Некоторое время я жил в доме Карама Юнеса. Он занял место отца-суфлера после того, как тот отказался от этой работы, довольствуясь приличным доходом от своего дома. Сначала атмосфера накалялась, но вмешался Сархан аль-Хиляли, он прошептал мне на ухо:

— Не порть нам вечер… Подумай… Умм Хани ты вернешь одним махом… Она зарабатывает намного больше, чем Тахия…
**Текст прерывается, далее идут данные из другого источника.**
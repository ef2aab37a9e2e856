//! Vendor-neutral password rules
//!
//! A password rule names a policy concept (minimum length, expiration interval,
//! ...) independently of how any particular directory stores it. Directory
//! specific crates map their own attributes onto these rules.
//!
//! Durations expressed through a rule are always in seconds. A directory's
//! "never" is reported as the value returned by [`PasswordRule::never_secs`]:
//! `0` for [`PasswordRule::ExpirationInterval`] (no expiry) and `u64::MAX` for
//! [`PasswordRule::MinimumLifetime`] (the password can never be changed).

use serde::{Deserialize, Serialize};
use std::fmt;
use std::str::FromStr;

use crate::types::ValueType;

/// A generic password policy rule.
#[derive(Debug, Clone, Copy, PartialEq, Eq, Hash, Serialize, Deserialize)]
#[serde(rename_all = "snake_case")]
pub enum PasswordRule {
    /// Whether the policy is enforced at all
    PolicyEnabled,
    /// Minimum number of characters
    MinimumLength,
    /// Maximum number of characters
    MaximumLength,
    /// Minimum number of upper case characters
    MinimumUpperCase,
    /// Maximum number of upper case characters
    MaximumUpperCase,
    /// Minimum number of lower case characters
    MinimumLowerCase,
    /// Maximum number of lower case characters
    MaximumLowerCase,
    /// Minimum number of digits
    MinimumNumeric,
    /// Maximum number of digits
    MaximumNumeric,
    /// Minimum number of special characters
    MinimumSpecial,
    /// Maximum number of special characters
    MaximumSpecial,
    /// Whether digits are permitted
    AllowNumeric,
    /// Whether special characters are permitted
    AllowSpecial,
    /// Maximum number of repeated characters
    MaximumRepeat,
    /// Minimum number of distinct characters
    MinimumUnique,
    /// Whether previously used passwords are rejected
    UniqueRequired,
    /// Whether password comparison is case sensitive
    CaseSensitive,
    /// Seconds until a password expires (0 = never)
    ExpirationInterval,
    /// Seconds a password must be kept before it can be changed again
    /// (`u64::MAX` = never changeable)
    MinimumLifetime,
    /// Active Directory style "meets complexity requirements" switch
    AdComplexity,
}

impl PasswordRule {
    /// Get all rules in declaration order.
    #[must_use]
    pub fn all() -> &'static [PasswordRule] {
        &[
            PasswordRule::PolicyEnabled,
            PasswordRule::MinimumLength,
            PasswordRule::MaximumLength,
            PasswordRule::MinimumUpperCase,
            PasswordRule::MaximumUpperCase,
            PasswordRule::MinimumLowerCase,
            PasswordRule::MaximumLowerCase,
            PasswordRule::MinimumNumeric,
            PasswordRule::MaximumNumeric,
            PasswordRule::MinimumSpecial,
            PasswordRule::MaximumSpecial,
            PasswordRule::AllowNumeric,
            PasswordRule::AllowSpecial,
            PasswordRule::MaximumRepeat,
            PasswordRule::MinimumUnique,
            PasswordRule::UniqueRequired,
            PasswordRule::CaseSensitive,
            PasswordRule::ExpirationInterval,
            PasswordRule::MinimumLifetime,
            PasswordRule::AdComplexity,
        ]
    }

    /// Stable key used in configuration and serialized policies.
    #[must_use]
    pub fn key(&self) -> &'static str {
        match self {
            PasswordRule::PolicyEnabled => "policy_enabled",
            PasswordRule::MinimumLength => "minimum_length",
            PasswordRule::MaximumLength => "maximum_length",
            PasswordRule::MinimumUpperCase => "minimum_upper_case",
            PasswordRule::MaximumUpperCase => "maximum_upper_case",
            PasswordRule::MinimumLowerCase => "minimum_lower_case",
            PasswordRule::MaximumLowerCase => "maximum_lower_case",
            PasswordRule::MinimumNumeric => "minimum_numeric",
            PasswordRule::MaximumNumeric => "maximum_numeric",
            PasswordRule::MinimumSpecial => "minimum_special",
            PasswordRule::MaximumSpecial => "maximum_special",
            PasswordRule::AllowNumeric => "allow_numeric",
            PasswordRule::AllowSpecial => "allow_special",
            PasswordRule::MaximumRepeat => "maximum_repeat",
            PasswordRule::MinimumUnique => "minimum_unique",
            PasswordRule::UniqueRequired => "unique_required",
            PasswordRule::CaseSensitive => "case_sensitive",
            PasswordRule::ExpirationInterval => "expiration_interval",
            PasswordRule::MinimumLifetime => "minimum_lifetime",
            PasswordRule::AdComplexity => "ad_complexity",
        }
    }

    /// The kind of value this rule carries.
    #[must_use]
    pub fn rule_type(&self) -> ValueType {
        match self {
            PasswordRule::MinimumLength
            | PasswordRule::MinimumUpperCase
            | PasswordRule::MinimumLowerCase
            | PasswordRule::MinimumNumeric
            | PasswordRule::MinimumSpecial
            | PasswordRule::MinimumUnique => ValueType::Min,
            PasswordRule::MaximumLength
            | PasswordRule::MaximumUpperCase
            | PasswordRule::MaximumLowerCase
            | PasswordRule::MaximumNumeric
            | PasswordRule::MaximumSpecial
            | PasswordRule::MaximumRepeat => ValueType::Max,
            PasswordRule::PolicyEnabled
            | PasswordRule::AllowNumeric
            | PasswordRule::AllowSpecial
            | PasswordRule::UniqueRequired
            | PasswordRule::CaseSensitive
            | PasswordRule::AdComplexity => ValueType::Boolean,
            PasswordRule::ExpirationInterval | PasswordRule::MinimumLifetime => {
                ValueType::Duration
            }
        }
    }

    /// Generic seconds standing for a duration that never elapses.
    ///
    /// `None` for rules that are not durations.
    #[must_use]
    pub const fn never_secs(&self) -> Option<u64> {
        match self {
            PasswordRule::ExpirationInterval => Some(0),
            PasswordRule::MinimumLifetime => Some(u64::MAX),
            _ => None,
        }
    }

    /// Value to assume when a policy does not specify this rule.
    #[must_use]
    pub fn default_value(&self) -> &'static str {
        match self {
            PasswordRule::AllowNumeric | PasswordRule::AllowSpecial | PasswordRule::CaseSensitive => {
                "true"
            }
            PasswordRule::PolicyEnabled
            | PasswordRule::UniqueRequired
            | PasswordRule::AdComplexity => "false",
            _ => "0",
        }
    }
}

impl fmt::Display for PasswordRule {
    fn fmt(&self, f: &mut fmt::Formatter<'_>) -> fmt::Result {
        write!(f, "{}", self.key())
    }
}

impl FromStr for PasswordRule {
    type Err = ParsePasswordRuleError;

    fn from_str(s: &str) -> Result<Self, Self::Err> {
        let normalized = s.to_lowercase();
        PasswordRule::all()
            .iter()
            .copied()
            .find(|rule| rule.key() == normalized)
            .ok_or_else(|| ParsePasswordRuleError(s.to_string()))
    }
}

/// Error parsing password rule from string.
#[derive(Debug, Clone)]
pub struct ParsePasswordRuleError(String);

impl fmt::Display for ParsePasswordRuleError {
    fn fmt(&self, f: &mut fmt::Formatter<'_>) -> fmt::Result {
        write!(f, "unknown password rule '{}'", self.0)
    }
}

impl std::error::Error for ParsePasswordRuleError {}

#[cfg(test)]
mod tests {
    use super::*;
    use std::collections::HashSet;

    #[test]
    fn test_rule_keys_are_unique() {
        let keys: HashSet<&str> = PasswordRule::all().iter().map(|r| r.key()).collect();
        assert_eq!(keys.len(), PasswordRule::all().len());
    }

    #[test]
    fn test_rule_from_str() {
        assert_eq!(
            "minimum_length".parse::<PasswordRule>().unwrap(),
            PasswordRule::MinimumLength
        );
        assert_eq!(
            "AD_COMPLEXITY".parse::<PasswordRule>().unwrap(),
            PasswordRule::AdComplexity
        );
        assert!("lockout_threshold".parse::<PasswordRule>().is_err());
    }

    #[test]
    fn test_rule_serde_matches_key() {
        for rule in PasswordRule::all() {
            let json = serde_json::to_string(rule).unwrap();
            assert_eq!(json, format!("\"{}\"", rule.key()));
        }
    }

    #[test]
    fn test_rule_types() {
        assert_eq!(PasswordRule::MinimumLength.rule_type(), ValueType::Min);
        assert_eq!(PasswordRule::MaximumRepeat.rule_type(), ValueType::Max);
        assert_eq!(PasswordRule::AdComplexity.rule_type(), ValueType::Boolean);
        assert_eq!(
            PasswordRule::ExpirationInterval.rule_type(),
            ValueType::Duration
        );
    }

    #[test]
    fn test_never_secs_only_for_durations() {
        assert_eq!(PasswordRule::ExpirationInterval.never_secs(), Some(0));
        assert_eq!(PasswordRule::MinimumLifetime.never_secs(), Some(u64::MAX));
        for rule in PasswordRule::all() {
            if rule.rule_type() != ValueType::Duration {
                assert_eq!(rule.never_secs(), None, "{rule}");
            }
        }
    }

    #[test]
    fn test_rule_defaults_match_rule_type() {
        for rule in PasswordRule::all() {
            let default = rule.default_value();
            match rule.rule_type() {
                ValueType::Boolean => assert!(default == "true" || default == "false"),
                _ => assert!(default.parse::<i64>().is_ok(), "{rule} default {default}"),
            }
        }
    }
}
Аль-Хиляли с ума сходил по женщинам, но что такое любовь, он не знал. Один или два раза он был с Тахией. Он не верит рассказам о любви и любовных муках… Любовь у него начинается и заканчивается так, будто это формальное мероприятие, и поэтому он требует его быстрого проведения. В его благих намерениях по отношению к себе я не сомневаюсь. Сколько раз он давал мне шанс на сцене, но все летело в тартарары из-за моей бездарности. Однако в пьесе Аббаса он верит в мой успех. Он уже обрадовал Умм Хани — костюмершу труппы — моим возвращением. И я к ней вернулся, спасаясь от одиночества и чтобы поддержать свое жалкое материальное положение. И это до того, как я оправился от горького опыта. Я не ожидал, что у брака Тахии будет какое-то продолжение, что из него что-то получится. У нее всегда было много связей, которые поддерживали ее скромный заработок. Она не любила никого, кроме меня, невзирая на мою бедность. Она обманула мои ожидания и оставалась в браке до самой смерти. Но пьеса раскрыла ее тайну. В пьесе она признается — лежа на смертном одре — что продала свое тело заезжему иностранцу. И тогда ее муж — по пьесе — решает убить ее, заменив необходимое лекарство обычными таблетками аспирина. Значит, мои ожидания оправдались, а я и не знал. И убил ее тот, кто навязывал нам свой идеализм, тот, кто, как я надеюсь, не уйдет от расправы.